Sitte Honey, 25, menggendong putrinya yang berusia 2 tahun, Naya, di sebuah taman di Dubai, Uni Emirat Arab, 23 November 2021. (AP Photo)
Sitte Honey, 25, menggendong putrinya yang berusia 2 tahun, Naya, di sebuah taman di Dubai, Uni Emirat Arab, 23 November 2021. (AP Photo)

Tidak ada jalan pulang

Wanita terus membesarkan anak-anak yang tidak berdokumen secara rahasia.

Noraida Gamama, yang putus asa untuk mendokumentasikan putrinya yang berusia 3 tahun, telah menempelkan pintu apartemennya di Sharjah dengan tanda-tanda yang memperingatkan setengah lusin teman sekamarnya untuk memeriksa lubang intip sebelum menjawab untuk memastikan itu bukan pejabat pemerintah.

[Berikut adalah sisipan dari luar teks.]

//! Voxel storage for generation: materials, the region grid, chunking, and
//! carve shapes.

pub mod buffer;
pub mod chunk;
pub mod material;
pub mod shape;

pub use buffer::SpatialBuffer;
pub use chunk::{ChunkCoord, ChunkGrid};
pub use material::Material;
pub use shape::{CarveAction, CarveOp, Shape};
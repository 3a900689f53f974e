//! Error types for cave generation

use thiserror::Error;

/// Main error type for the generation pipeline
#[derive(Debug, Error, Clone, PartialEq)]
pub enum GenerationError {
    /// Out-of-range or missing parameter, detected before any work starts
    #[error("Configuration error: {0}")]
    Configuration(String),

    /// Region bounds cannot be generated (non-finite or empty)
    #[error("Invalid region: {0}")]
    InvalidRegion(String),

    /// Noise backend failure (recovered locally, never surfaced to the caller)
    #[error("Noise evaluation failed: {0}")]
    NoiseEvaluation(#[from] NoiseError),

    /// A single feature instance could not compute its geometry
    #[error("Feature carve failed ({feature}): {reason}")]
    FeatureCarve { feature: &'static str, reason: String },

    /// Requested voxel grid exceeds the memory ceiling
    #[error("Buffer allocation failed: {requested} voxels exceeds ceiling of {ceiling}")]
    BufferAllocation { requested: u64, ceiling: u64 },

    /// The terrain sink rejected a write
    #[error("Terrain write failed: {0}")]
    TerrainWrite(#[from] TerrainWriteError),
}

impl GenerationError {
    /// Shorthand for a per-instance feature failure
    pub fn feature(feature: &'static str, reason: impl Into<String>) -> Self {
        Self::FeatureCarve { feature, reason: reason.into() }
    }

    /// Whether this error aborts the whole run
    pub fn is_fatal(&self) -> bool {
        matches!(
            self,
            Self::Configuration(_) | Self::InvalidRegion(_) | Self::BufferAllocation { .. }
        )
    }
}

/// Failure inside the primary noise backend
#[derive(Debug, Error, Clone, PartialEq)]
pub enum NoiseError {
    #[error("non-finite input coordinate")]
    NonFiniteInput,

    #[error("coordinate magnitude {0} exceeds the safe sampling range")]
    OutOfRange(f64),

    #[error("backend produced a non-finite value")]
    NonFiniteOutput,
}

/// Failure reported by an external terrain sink
#[derive(Debug, Error, Clone, PartialEq)]
pub enum TerrainWriteError {
    #[error("sink rejected chunk {0}: {1}")]
    Rejected(String, String),

    #[error("IO error: {0}")]
    Io(String),
}

impl From<std::io::Error> for TerrainWriteError {
    fn from(err: std::io::Error) -> Self {
        Self::Io(err.to_string())
    }
}

#[cfg(test)]
mod tests {
    use super::*;

    #[test]
    fn test_fatal_classification() {
        assert!(GenerationError::Configuration("x".into()).is_fatal());
        assert!(GenerationError::InvalidRegion("x".into()).is_fatal());
        assert!(GenerationError::BufferAllocation { requested: 10, ceiling: 5 }.is_fatal());
        assert!(!GenerationError::feature("vein", "degenerate").is_fatal());
        assert!(!GenerationError::from(NoiseError::NonFiniteOutput).is_fatal());
    }

    #[test]
    fn test_display() {
        let err = GenerationError::feature("vein", "zero length");
        assert_eq!(err.to_string(), "Feature carve failed (vein): zero length");

        let err = GenerationError::BufferAllocation { requested: 10, ceiling: 5 };
        assert!(err.to_string().contains("10 voxels"));
    }

    #[test]
    fn test_io_conversion() {
        let io = std::io::Error::new(std::io::ErrorKind::Other, "disk full");
        let err: GenerationError = TerrainWriteError::from(io).into();
        assert!(matches!(err, GenerationError::TerrainWrite(TerrainWriteError::Io(_))));
    }
}
//! Cave density sampling.
//!
//! Three noise layers at different scales are folded into one density value:
//!
//! `density = max(chambers * w_c, tunnels * w_t) + detail * w_d`
//!
//! scaled by a depth multiplier. Chambers and tunnels are combined with `max`,
//! never summed: every open region then lies on a surface that also carries
//! the connecting tunnel field, which keeps floating rock and orphaned pockets
//! out of the result. A 6-neighbor pre-filter then rejects air voxels that
//! would not touch any other air.

use glam::{IVec3, UVec3, Vec3};

use crate::field::{NoiseField, NoiseKind, NoiseLayer, NoiseParams};
use crate::generation::config::NoiseConfig;
use crate::math::Aabb;

/// Salt values keeping layers independent under one seed.
mod salt {
    pub const CHAMBERS: u32 = 0x11;
    pub const TUNNELS: u32 = 0x22;
    pub const DETAIL: u32 = 0x33;
    pub const CELLS: u32 = 0x44;
    pub const SHAPE: u32 = 0x55;
}

const AXES: [IVec3; 6] = [
    IVec3::X, IVec3::NEG_X,
    IVec3::Y, IVec3::NEG_Y,
    IVec3::Z, IVec3::NEG_Z,
];

/// Raw per-layer values at one point, each in [-1, 1].
#[derive(Clone, Copy, Debug, PartialEq)]
pub struct LayerSample {
    pub chambers: f32,
    pub tunnels: f32,
    pub detail: f32,
}

/// Combines the chamber, tunnel, and detail layers into a density field.
pub struct CaveDensitySampler {
    chambers: NoiseLayer,
    tunnels: NoiseLayer,
    detail: NoiseLayer,
    cells: NoiseLayer,
    shape: NoiseLayer,
    config: NoiseConfig,
    /// World Y of the region top; depth is measured down from here.
    top_y: f32,
    /// Neighbor distance for the pre-filter (one voxel).
    step: f32,
}

impl CaveDensitySampler {
    pub fn new(field: &NoiseField, config: &NoiseConfig, region: &Aabb, resolution: f32) -> Self {
        let fractal = |scale: f32, octaves: u32, salt: u32| NoiseParams {
            frequency: scale as f64,
            octaves,
            lacunarity: config.lacunarity as f64,
            persistence: config.persistence as f64,
            salt,
        };

        Self {
            chambers: field.layer(
                NoiseKind::Fractal,
                fractal(config.chamber_scale, config.chamber_octaves, salt::CHAMBERS),
            ),
            tunnels: field.layer(
                NoiseKind::Fractal,
                fractal(config.tunnel_scale, config.tunnel_octaves, salt::TUNNELS),
            ),
            detail: field.layer(
                NoiseKind::Gradient,
                NoiseParams::with_frequency(config.detail_scale as f64).salted(salt::DETAIL),
            ),
            cells: field.layer(
                NoiseKind::Cellular,
                NoiseParams::with_frequency(config.cell_scale as f64).salted(salt::CELLS),
            ),
            shape: field.layer(
                NoiseKind::Gradient,
                NoiseParams::with_frequency(0.37).salted(salt::SHAPE),
            ),
            config: config.clone(),
            top_y: region.max.y,
            step: resolution,
        }
    }

    pub fn threshold(&self) -> f32 {
        self.config.cave_threshold
    }

    pub fn resolution(&self) -> f32 {
        self.step
    }

    /// Evaluate the three density layers. Tunnels are ridged (`1 - 2|n|`) so
    /// they peak along the zero set of their noise.
    pub fn layers(&self, p: Vec3) -> LayerSample {
        let tunnel_raw = self.tunnels.sample(p) as f32;
        LayerSample {
            chambers: self.chambers.sample(p) as f32,
            tunnels: (1.0 - 2.0 * tunnel_raw.abs()).clamp(-1.0, 1.0),
            detail: self.detail.sample(p) as f32,
        }
    }

    /// Combined density before the depth multiplier.
    pub fn raw_density(&self, p: Vec3) -> f32 {
        let l = self.layers(p);
        let c = &self.config;
        (l.chambers * c.chamber_weight).max(l.tunnels * c.tunnel_weight) + l.detail * c.detail_weight
    }

    /// Linear ramp near both ends of the depth window, clamped to the floor.
    pub fn depth_multiplier(&self, y: f32) -> f32 {
        let c = &self.config;
        let depth = self.top_y - y;
        if depth < c.min_depth || depth > c.max_depth {
            return c.depth_floor;
        }
        if c.depth_falloff <= 0.0 {
            return 1.0;
        }
        let from_top = (depth - c.min_depth) / c.depth_falloff;
        let from_bottom = (c.max_depth - depth) / c.depth_falloff;
        from_top.min(from_bottom).min(1.0).max(c.depth_floor)
    }

    /// Final density at a point.
    pub fn density(&self, p: Vec3) -> f32 {
        self.raw_density(p) * self.depth_multiplier(p.y)
    }

    /// Density exceeds the threshold (no neighbor check).
    pub fn passes(&self, p: Vec3) -> bool {
        self.density(p) > self.config.cave_threshold
    }

    /// Axis neighbors one voxel away that also pass the threshold.
    pub fn passing_neighbors(&self, p: Vec3) -> u32 {
        AXES.iter()
            .filter(|axis| self.passes(p + axis.as_vec3() * self.step))
            .count() as u32
    }

    /// Whether `p` is kept as air after the connectivity pre-filter.
    ///
    /// Zero passing neighbors is always rejected. At least `min_neighbors` is
    /// accepted. In between, the voxel is kept only as the tip of a corridor:
    /// one of its passing neighbors must itself have `min_neighbors`.
    pub fn is_cave(&self, p: Vec3) -> bool {
        if !self.passes(p) {
            return false;
        }
        if !self.config.connectivity_filter {
            return true;
        }
        let min = self.config.min_neighbors;
        let count = self.passing_neighbors(p);
        if count == 0 {
            return false;
        }
        if count >= min {
            return true;
        }
        AXES.iter().any(|axis| {
            let q = p + axis.as_vec3() * self.step;
            self.passes(q) && self.passing_neighbors(q) >= min
        })
    }

    /// Apply `is_cave` to every cell of a grid window in one sweep.
    ///
    /// `origin` is the world position of cell (0, 0, 0)'s center. Densities are
    /// evaluated once on a window padded by two cells, so this returns exactly
    /// what `is_cave` would for each cell center, in x-fastest order.
    pub fn classify_window(&self, origin: Vec3, dims: UVec3) -> Vec<bool> {
        const PAD: i32 = 2;
        let d = dims.as_ivec3();
        let padded = d + IVec3::splat(PAD * 2);
        let pidx = |c: IVec3| -> usize {
            let c = c + IVec3::splat(PAD);
            (c.x + padded.x * (c.y + padded.y * c.z)) as usize
        };

        let mut pass = vec![false; (padded.x * padded.y * padded.z) as usize];
        for z in -PAD..d.z + PAD {
            for y in -PAD..d.y + PAD {
                for x in -PAD..d.x + PAD {
                    let c = IVec3::new(x, y, z);
                    pass[pidx(c)] = self.passes(origin + c.as_vec3() * self.step);
                }
            }
        }

        let count_at = |c: IVec3| -> u32 {
            AXES.iter().filter(|axis| pass[pidx(c + **axis)]).count() as u32
        };

        let min = self.config.min_neighbors;
        let filter = self.config.connectivity_filter;
        let mut out = Vec::with_capacity((d.x * d.y * d.z) as usize);
        for z in 0..d.z {
            for y in 0..d.y {
                for x in 0..d.x {
                    let c = IVec3::new(x, y, z);
                    let keep = if !pass[pidx(c)] {
                        false
                    } else if !filter {
                        true
                    } else {
                        let count = count_at(c);
                        count >= min
                            || (count > 0
                                && AXES.iter().any(|axis| {
                                    let q = c + *axis;
                                    pass[pidx(q)] && count_at(q) >= min
                                }))
                    };
                    out.push(keep);
                }
            }
        }
        out
    }

    /// Cellular value in [0, 1]; low near a cell center.
    pub fn chamber_cell(&self, p: Vec3) -> f32 {
        self.cells.sample_unit(p)
    }

    /// Secondary smooth sample in [0, 1] used for sizes, jitter, and draws
    /// that should vary smoothly with position.
    pub fn shape_sample(&self, p: Vec3, salt: u32) -> f32 {
        let offset = Vec3::new(
            (salt % 97) as f32 * 13.1,
            (salt % 89) as f32 * 7.7,
            (salt % 83) as f32 * 17.3,
        );
        self.shape.sample_unit(p + offset)
    }

    /// Detail layer value in [-1, 1].
    pub fn detail(&self, p: Vec3) -> f32 {
        self.detail.sample(p) as f32
    }

    /// Total samples served by fallback noise across all layers.
    pub fn fallback_count(&self) -> u64 {
        [&self.chambers, &self.tunnels, &self.detail, &self.cells, &self.shape]
            .iter()
            .map(|l| l.fallback_count())
            .sum()
    }
}

#[cfg(test)]
mod tests {
    use super::*;

    fn region() -> Aabb {
        Aabb::from_center_size(Vec3::ZERO, Vec3::new(64.0, 32.0, 64.0))
    }

    fn sampler_with(config: &NoiseConfig) -> CaveDensitySampler {
        CaveDensitySampler::new(&NoiseField::new(12345), config, &region(), 4.0)
    }

    #[test]
    fn test_density_deterministic() {
        let a = sampler_with(&NoiseConfig::default());
        let b = sampler_with(&NoiseConfig::default());
        for i in 0..50 {
            let p = Vec3::new(i as f32 * 1.3 - 30.0, (i % 8) as f32 * 3.0 - 12.0, i as f32 * -0.7);
            assert_eq!(a.density(p), b.density(p));
            assert_eq!(a.is_cave(p), b.is_cave(p));
        }
    }

    #[test]
    fn test_max_combination() {
        let sampler = sampler_with(&NoiseConfig::default());
        let c = NoiseConfig::default();
        for i in 0..40 {
            let p = Vec3::new(i as f32 * 2.1, -5.0, i as f32 * 0.9);
            let l = sampler.layers(p);
            let expected = (l.chambers * c.chamber_weight).max(l.tunnels * c.tunnel_weight)
                + l.detail * c.detail_weight;
            assert_eq!(sampler.raw_density(p), expected);
        }
    }

    #[test]
    fn test_depth_multiplier_ramp() {
        let config = NoiseConfig {
            min_depth: 4.0,
            max_depth: 28.0,
            depth_falloff: 8.0,
            depth_floor: 0.1,
            ..Default::default()
        };
        let sampler = sampler_with(&config);
        let top = region().max.y;

        assert_eq!(sampler.depth_multiplier(top - 1.0), 0.1);
        assert_eq!(sampler.depth_multiplier(top - 4.0), 0.1);
        assert!((sampler.depth_multiplier(top - 8.0) - 0.5).abs() < 1e-6);
        assert_eq!(sampler.depth_multiplier(top - 16.0), 1.0);
        assert!((sampler.depth_multiplier(top - 24.0) - 0.5).abs() < 1e-6);
        assert_eq!(sampler.depth_multiplier(top - 40.0), 0.1);
    }

    #[test]
    fn test_prefilter_rejects_isolated_points() {
        let sampler = sampler_with(&NoiseConfig::default());
        for i in 0..400 {
            let p = Vec3::new(
                (i % 20) as f32 * 3.0 - 30.0,
                ((i / 20) % 5) as f32 * 4.0 - 10.0,
                (i / 100) as f32 * 5.0 - 10.0,
            );
            if sampler.is_cave(p) {
                assert!(sampler.passes(p));
                assert!(sampler.passing_neighbors(p) >= 1);
            }
        }
    }

    #[test]
    fn test_classify_window_matches_point_queries() {
        let sampler = sampler_with(&NoiseConfig { cave_threshold: 0.2, ..Default::default() });
        let origin = Vec3::new(-30.0, -14.0, -30.0);
        let dims = UVec3::new(6, 4, 5);
        let grid = sampler.classify_window(origin, dims);
        assert_eq!(grid.len(), 120);

        let mut i = 0;
        for z in 0..dims.z {
            for y in 0..dims.y {
                for x in 0..dims.x {
                    let p = origin + UVec3::new(x, y, z).as_vec3() * 4.0;
                    assert_eq!(grid[i], sampler.is_cave(p), "mismatch at cell {} {} {}", x, y, z);
                    i += 1;
                }
            }
        }
    }

    #[test]
    fn test_threshold_monotonic() {
        let low = sampler_with(&NoiseConfig { cave_threshold: 0.3, ..Default::default() });
        let high = sampler_with(&NoiseConfig { cave_threshold: 0.5, ..Default::default() });
        let origin = Vec3::new(-30.0, -14.0, -30.0);
        let dims = UVec3::new(16, 8, 16);
        let a = low.classify_window(origin, dims);
        let b = high.classify_window(origin, dims);
        for (lo, hi) in a.iter().zip(&b) {
            assert!(*lo || !*hi, "raising the threshold added air");
        }
    }

    #[test]
    fn test_filter_disabled_keeps_every_passing_point() {
        let sampler = sampler_with(&NoiseConfig { connectivity_filter: false, ..Default::default() });
        for i in 0..100 {
            let p = Vec3::new(i as f32 * 0.61, 2.0, -(i as f32) * 0.37);
            assert_eq!(sampler.is_cave(p), sampler.passes(p));
        }
    }

    #[test]
    fn test_helper_samples_in_range() {
        let sampler = sampler_with(&NoiseConfig::default());
        for i in 0..60 {
            let p = Vec3::new(i as f32 * 5.0, -(i as f32), i as f32 * 2.0);
            assert!((0.0..=1.0).contains(&sampler.chamber_cell(p)));
            assert!((0.0..=1.0).contains(&sampler.shape_sample(p, i)));
            assert!((-1.0..=1.0).contains(&sampler.detail(p)));
        }
        assert_eq!(sampler.fallback_count(), 0);
    }
}
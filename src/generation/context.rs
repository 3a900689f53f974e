//! Per-run generation state

use crate::core::error::GenerationError;
use crate::core::types::Result;
use crate::density::CaveDensitySampler;
use crate::features::FeatureRegistry;
use crate::field::NoiseField;
use crate::generation::carve::CarveLedger;
use crate::generation::config::CaveConfig;
use crate::math::Aabb;
use crate::voxel::SpatialBuffer;

/// Everything one run owns: configuration, samplers, the feature registry,
/// the region grid and its carve history. Created once and threaded through
/// every stage.
pub struct GenerationContext {
    pub config: CaveConfig,
    pub region: Aabb,
    pub field: NoiseField,
    pub sampler: CaveDensitySampler,
    pub registry: FeatureRegistry,
    pub buffer: SpatialBuffer,
    pub ledger: CarveLedger,
}

impl GenerationContext {
    /// Validate inputs and allocate the region grid.
    pub fn new(region: Aabb, config: CaveConfig) -> Result<Self> {
        config.validate()?;
        validate_region(&region)?;

        let resolution = config.core.resolution;
        let buffer = SpatialBuffer::for_region(&region, resolution, config.core.max_total_voxels)?;
        let field = NoiseField::new(config.core.seed);
        let sampler = CaveDensitySampler::new(&field, &config.noise, &region, resolution);

        Ok(Self {
            config,
            region,
            field,
            sampler,
            registry: FeatureRegistry::new(),
            buffer,
            ledger: CarveLedger::new(),
        })
    }

    pub fn seed(&self) -> u32 {
        self.config.core.seed
    }

    pub fn resolution(&self) -> f32 {
        self.config.core.resolution
    }
}

/// Regions must be finite with a positive size on every axis.
pub fn validate_region(region: &Aabb) -> Result<()> {
    if !region.min.is_finite() || !region.max.is_finite() {
        return Err(GenerationError::InvalidRegion(format!(
            "bounds must be finite, got {:?}..{:?}",
            region.min, region.max
        )));
    }
    let size = region.size();
    if size.min_element() <= 0.0 {
        return Err(GenerationError::InvalidRegion(format!(
            "size must be positive on every axis, got {:?}",
            size
        )));
    }
    Ok(())
}

#[cfg(test)]
mod tests {
    use super::*;
    use glam::{UVec3, Vec3};

    #[test]
    fn test_context_allocates_region_grid() {
        let region = Aabb::from_center_size(Vec3::ZERO, Vec3::new(64.0, 32.0, 64.0));
        let ctx = GenerationContext::new(region, CaveConfig::default()).unwrap();
        assert_eq!(ctx.buffer.dims(), UVec3::new(16, 8, 16));
        assert_eq!(ctx.seed(), 12345);
        assert!(ctx.registry.is_empty());
    }

    #[test]
    fn test_invalid_regions() {
        let flat = Aabb::new(Vec3::ZERO, Vec3::new(10.0, 0.0, 10.0));
        assert!(matches!(validate_region(&flat), Err(GenerationError::InvalidRegion(_))));

        let nan = Aabb::new(Vec3::ZERO, Vec3::new(f32::NAN, 1.0, 1.0));
        assert!(matches!(validate_region(&nan), Err(GenerationError::InvalidRegion(_))));
    }

    #[test]
    fn test_region_over_ceiling() {
        let mut config = CaveConfig::default();
        config.core.max_total_voxels = 100;
        let region = Aabb::from_center_size(Vec3::ZERO, Vec3::splat(64.0));
        let err = GenerationContext::new(region, config).err().unwrap();
        assert!(matches!(err, GenerationError::BufferAllocation { requested: 4096, ceiling: 100 }));
    }

    #[test]
    fn test_bad_config_rejected_first() {
        let mut config = CaveConfig::default();
        config.noise.cave_threshold = 1.1;
        let flat = Aabb::new(Vec3::ZERO, Vec3::ZERO);
        let err = GenerationContext::new(flat, config).err().unwrap();
        assert!(matches!(err, GenerationError::Configuration(_)));
    }
}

Hidup dengan visa yang kedaluwarsa dan berjuang untuk memberi makan bayi dengan sedikit pendapatan, banyak yang tidak mampu membayar biaya pengadilan dan tagihan pengacara. Biayanya lebih dari $350 untuk membuka kasus petisi akta kelahiran secara independen di Pengadilan Keluarga Dubai.

Ann, 36, bekerja beberapa pekerjaan paruh waktu, tidur beberapa jam semalam, untuk memberi makan anak perempuannya yang berusia 2 tahun yang tidak berdokumen. Dia menceritakan penderitaan melahirkannya di lantai kamar sewaan di Dubai. “Yang saya inginkan hanyalah memberinya nama, membawanya kembali ke Filipina di mana dia bisa menjalani kehidupan yang lebih baik,” kata Ann.

Namun, semakin banyak wanita yang membawa kasus mereka ke pengadilan, dengan keberhasilan yang beragam. Seorang juru tulis di salah satu pengadilan Dubai mengatakan sistem itu menangani lebih dari 50 “kasus bayi” setiap hari.

Ketika Honey mengetahui bahwa dia hamil anak pacarnya dua tahun lalu, dia meminta Konsulat Filipina untuk memulangkannya. Namun sembari menunggu bantuan yang tak kunjung datang, bayi Naya pun lahir di apartemen mungilnya.

Karena tidak memiliki status hukum setelah melarikan diri dari majikan yang kejam yang menyita paspornya, Honey semakin putus asa untuk keluar dari Dubai. Tetapi pihak berwenang tidak dapat memulangkannya sampai Naya mendapatkan surat-surat.

“Ini mimpi buruk. Tidak ada uang, tidak ada visa, tidak ada sewa, tidak ada rencana,” kata Honey.

Untuk mempercepat kepulangannya, ibu Honey yang berusia 47 tahun pindah ke Qatar sebagai pembantu rumah tangga, mengumpulkan uang yang dibutuhkan untuk membuka kasus di Dubai bulan lalu. Dia masih menunggu sidang pertamanya dan mencoba untuk mendapatkan pengakuan tertulis tentang ayah dari mantan pacarnya.

Prosesnya mengharuskan seorang ibu yang tidak menikah untuk memberikan satu rim dokumen pribadi, mengikuti tes DNA dan bersaksi di depan hakim. Jika hakim menyetujui, ibu dapat meminta akta kelahiran anaknya.

Beberapa, seperti Star, telah bertahan dan berhasil melewatinya.

“Kegembiraan seperti itu luar biasa, mengetahui putri Anda tidak ilegal lagi,” kata Star dari rumah keluarganya di Davao City, Filipina. “Sepertinya aku bernafas untuk pertama kalinya.”